Nothing in the records may change. Print them all again.

**** Dataset records

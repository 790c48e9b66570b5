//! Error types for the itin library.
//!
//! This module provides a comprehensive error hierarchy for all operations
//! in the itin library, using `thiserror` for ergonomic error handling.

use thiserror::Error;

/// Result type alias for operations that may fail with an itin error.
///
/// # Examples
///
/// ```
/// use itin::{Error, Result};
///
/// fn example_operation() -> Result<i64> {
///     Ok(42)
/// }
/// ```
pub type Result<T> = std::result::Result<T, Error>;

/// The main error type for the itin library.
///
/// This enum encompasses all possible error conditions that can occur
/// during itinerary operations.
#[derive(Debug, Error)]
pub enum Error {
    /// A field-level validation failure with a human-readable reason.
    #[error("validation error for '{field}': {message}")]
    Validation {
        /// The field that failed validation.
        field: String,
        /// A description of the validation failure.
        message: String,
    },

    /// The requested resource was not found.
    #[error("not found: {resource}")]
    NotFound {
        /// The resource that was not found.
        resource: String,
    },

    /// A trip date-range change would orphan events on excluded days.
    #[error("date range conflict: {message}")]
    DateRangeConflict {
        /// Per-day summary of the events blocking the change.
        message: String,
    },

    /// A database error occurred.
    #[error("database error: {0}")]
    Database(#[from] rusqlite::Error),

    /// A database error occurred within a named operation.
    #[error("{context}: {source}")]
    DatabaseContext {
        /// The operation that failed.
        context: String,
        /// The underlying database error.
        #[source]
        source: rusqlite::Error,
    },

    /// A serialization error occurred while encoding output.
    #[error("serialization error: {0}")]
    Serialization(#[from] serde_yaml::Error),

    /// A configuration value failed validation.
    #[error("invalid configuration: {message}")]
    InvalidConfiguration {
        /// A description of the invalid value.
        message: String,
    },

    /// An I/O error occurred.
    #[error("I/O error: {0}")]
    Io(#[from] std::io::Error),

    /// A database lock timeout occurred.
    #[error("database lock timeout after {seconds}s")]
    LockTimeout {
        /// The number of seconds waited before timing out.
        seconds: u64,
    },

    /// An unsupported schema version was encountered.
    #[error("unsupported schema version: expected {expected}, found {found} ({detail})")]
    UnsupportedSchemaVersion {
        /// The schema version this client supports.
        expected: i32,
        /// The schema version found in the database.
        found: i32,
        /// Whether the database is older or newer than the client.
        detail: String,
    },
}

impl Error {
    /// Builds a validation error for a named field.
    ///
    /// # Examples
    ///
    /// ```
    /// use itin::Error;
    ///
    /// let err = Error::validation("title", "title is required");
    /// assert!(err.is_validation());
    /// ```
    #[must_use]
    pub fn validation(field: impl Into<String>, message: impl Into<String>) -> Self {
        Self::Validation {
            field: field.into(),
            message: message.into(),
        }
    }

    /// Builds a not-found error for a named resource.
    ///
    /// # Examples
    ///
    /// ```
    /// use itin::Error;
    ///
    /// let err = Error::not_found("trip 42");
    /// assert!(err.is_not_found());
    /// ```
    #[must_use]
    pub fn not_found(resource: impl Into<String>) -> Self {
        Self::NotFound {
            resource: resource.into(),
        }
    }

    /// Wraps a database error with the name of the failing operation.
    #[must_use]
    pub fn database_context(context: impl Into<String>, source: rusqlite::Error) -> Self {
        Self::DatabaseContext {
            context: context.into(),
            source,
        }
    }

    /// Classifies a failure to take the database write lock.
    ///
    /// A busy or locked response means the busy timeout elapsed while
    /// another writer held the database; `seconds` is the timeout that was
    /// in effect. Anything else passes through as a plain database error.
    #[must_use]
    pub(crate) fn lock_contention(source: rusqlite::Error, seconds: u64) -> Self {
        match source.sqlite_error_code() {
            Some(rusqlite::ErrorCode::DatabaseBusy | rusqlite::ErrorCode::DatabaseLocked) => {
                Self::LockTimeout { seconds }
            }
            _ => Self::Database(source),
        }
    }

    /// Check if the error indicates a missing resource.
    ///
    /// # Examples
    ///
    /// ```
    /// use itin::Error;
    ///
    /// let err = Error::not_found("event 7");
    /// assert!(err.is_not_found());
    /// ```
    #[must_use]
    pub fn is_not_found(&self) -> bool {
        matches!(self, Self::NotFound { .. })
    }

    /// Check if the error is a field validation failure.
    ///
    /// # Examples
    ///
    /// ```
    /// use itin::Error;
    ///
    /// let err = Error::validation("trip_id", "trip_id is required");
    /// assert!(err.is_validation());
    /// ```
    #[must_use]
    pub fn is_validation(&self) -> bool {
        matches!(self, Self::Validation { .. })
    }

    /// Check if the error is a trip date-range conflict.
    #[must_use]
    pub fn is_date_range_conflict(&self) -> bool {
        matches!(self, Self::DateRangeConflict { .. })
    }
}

********

**Reply:**
repository 790c48e9b66570b5
//! Error types for the itin library.
//!
//! This module provides a comprehensive error hierarchy for all operations
//! in the itin library, using `thiserror` for ergonomic error handling.

use thiserror::Error;

/// Result type alias for operations that may fail with an itin error.
///
/// # Examples
///
/// ```
/// use itin::{Error, Result};
///
/// fn example_operation() -> Result<i64> {
///     Ok(42)
/// }
/// ```
pub type Result<T> = std::result::Result<T, Error>;

/// The main error type for the itin library.
///
/// This enum encompasses all possible error conditions that can occur
/// during itinerary operations.
#[derive(Debug, Error)]
pub enum Error {
    /// A field-level validation failure with a human-readable reason.
    #[error("validation error for '{field}': {message}")]
    Validation {
        /// The field that failed validation.
        field: String,
        /// A description of the validation failure.
        message: String,
    },

    /// The requested resource was not found.
    #[error("not found: {resource}")]
    NotFound {
        /// The resource that was not found.
        resource: String,
    },

    /// A trip date-range change would orphan events on excluded days.
    #[error("date range conflict: {message}")]
    DateRangeConflict {
        /// Per-day summary of the events blocking the change.
        message: String,
    },

    /// A database error occurred.
    #[error("database error: {0}")]
    Database(#[from] rusqlite::Error),

    /// A database error occurred within a named operation.
    #[error("{context}: {source}")]
    DatabaseContext {
        /// The operation that failed.
        context: String,
        /// The underlying database error.
        #[source]
        source: rusqlite::Error,
    },

    /// A serialization error occurred while encoding output.
    #[error("serialization error: {0}")]
    Serialization(#[from] serde_yaml::Error),

    /// A configuration value failed validation.
    #[error("invalid configuration: {message}")]
    InvalidConfiguration {
        /// A description of the invalid value.
        message: String,
    },

    /// An I/O error occurred.
    #[error("I/O error: {0}")]
    Io(#[from] std::io::Error),

    /// A database lock timeout occurred.
    #[error("database lock timeout after {seconds}s")]
    LockTimeout {
        /// The number of seconds waited before timing out.
        seconds: u64,
    },

    /// An unsupported schema version was encountered.
    #[error("unsupported schema version: expected {expected}, found {found} ({detail})")]
    UnsupportedSchemaVersion {
        /// The schema version this client supports.
        expected: i32,
        /// The schema version found in the database.
        found: i32,
        /// Whether the database is older or newer than the client.
        detail: String,
    },
}

impl Error {
    /// Builds a validation error for a named field.
    ///
    /// # Examples
    ///
    /// ```
    /// use itin::Error;
    ///
    /// let err = Error::validation("title", "title is required");
    /// assert!(err.is_validation());
    /// ```
    #[must_use]
    pub fn validation(field: impl Into<String>, message: impl Into<String>) -> Self {
        Self::Validation {
            field: field.into(),
            message: message.into(),
        }
    }

    /// Builds a not-found error for a named resource.
    ///
    /// # Examples
    ///
    /// ```
    /// use itin::Error;
    ///
    /// let err = Error::not_found("trip 42");
    /// assert!(err.is_not_found());
    /// ```
    #[must_use]
    pub fn not_found(resource: impl Into<String>) -> Self {
        Self::NotFound {
            resource: resource.into(),
        }
    }

    /// Wraps a database error with the name of the failing operation.
    #[must_use]
    pub fn database_context(context: impl Into<String>, source: rusqlite::Error) -> Self {
        Self::DatabaseContext {
            context: context.into(),
            source,
        }
    }

    /// Classifies a failure to take the database write lock.
    ///
    /// A busy or locked response means the busy timeout elapsed while
    /// another writer held the database; `seconds` is the timeout that was
    /// in effect. Anything else passes through as a plain database error.
    #[must_use]
    pub(crate) fn lock_contention(source: rusqlite::Error, seconds: u64) -> Self {
        match source.sqlite_error_code() {
            Some(rusqlite::ErrorCode::DatabaseBusy | rusqlite::ErrorCode::DatabaseLocked) => {
                Self::LockTimeout { seconds }
            }
            _ => Self::Database(source),
        }
    }

    /// Check if the error indicates a missing resource.
    ///
    /// # Examples
    ///
    /// ```
    /// use itin::Error;
    ///
    /// let err = Error::not_found("event 7");
    /// assert!(err.is_not_found());
    /// ```
    #[must_use]
    pub fn is_not_found(&self) -> bool {
        matches!(self, Self::NotFound { .. })
    }

    /// Check if the error is a field validation failure.
    ///
    /// # Examples
    ///
    /// ```
    /// use itin::Error;
    ///
    /// let err = Error::validation("trip_id", "trip_id is required");
    /// assert!(err.is_validation());
    /// ```
    #[must_use]
    pub fn is_validation(&self) -> bool {
        matches!(self, Self::Validation { .. })
    }

    /// Check if the error is a trip date-range conflict.
    #[must_use]
    pub fn is_date_range_conflict(&self) -> bool {
        matches!(self, Self::DateRangeConflict { .. })
    }
}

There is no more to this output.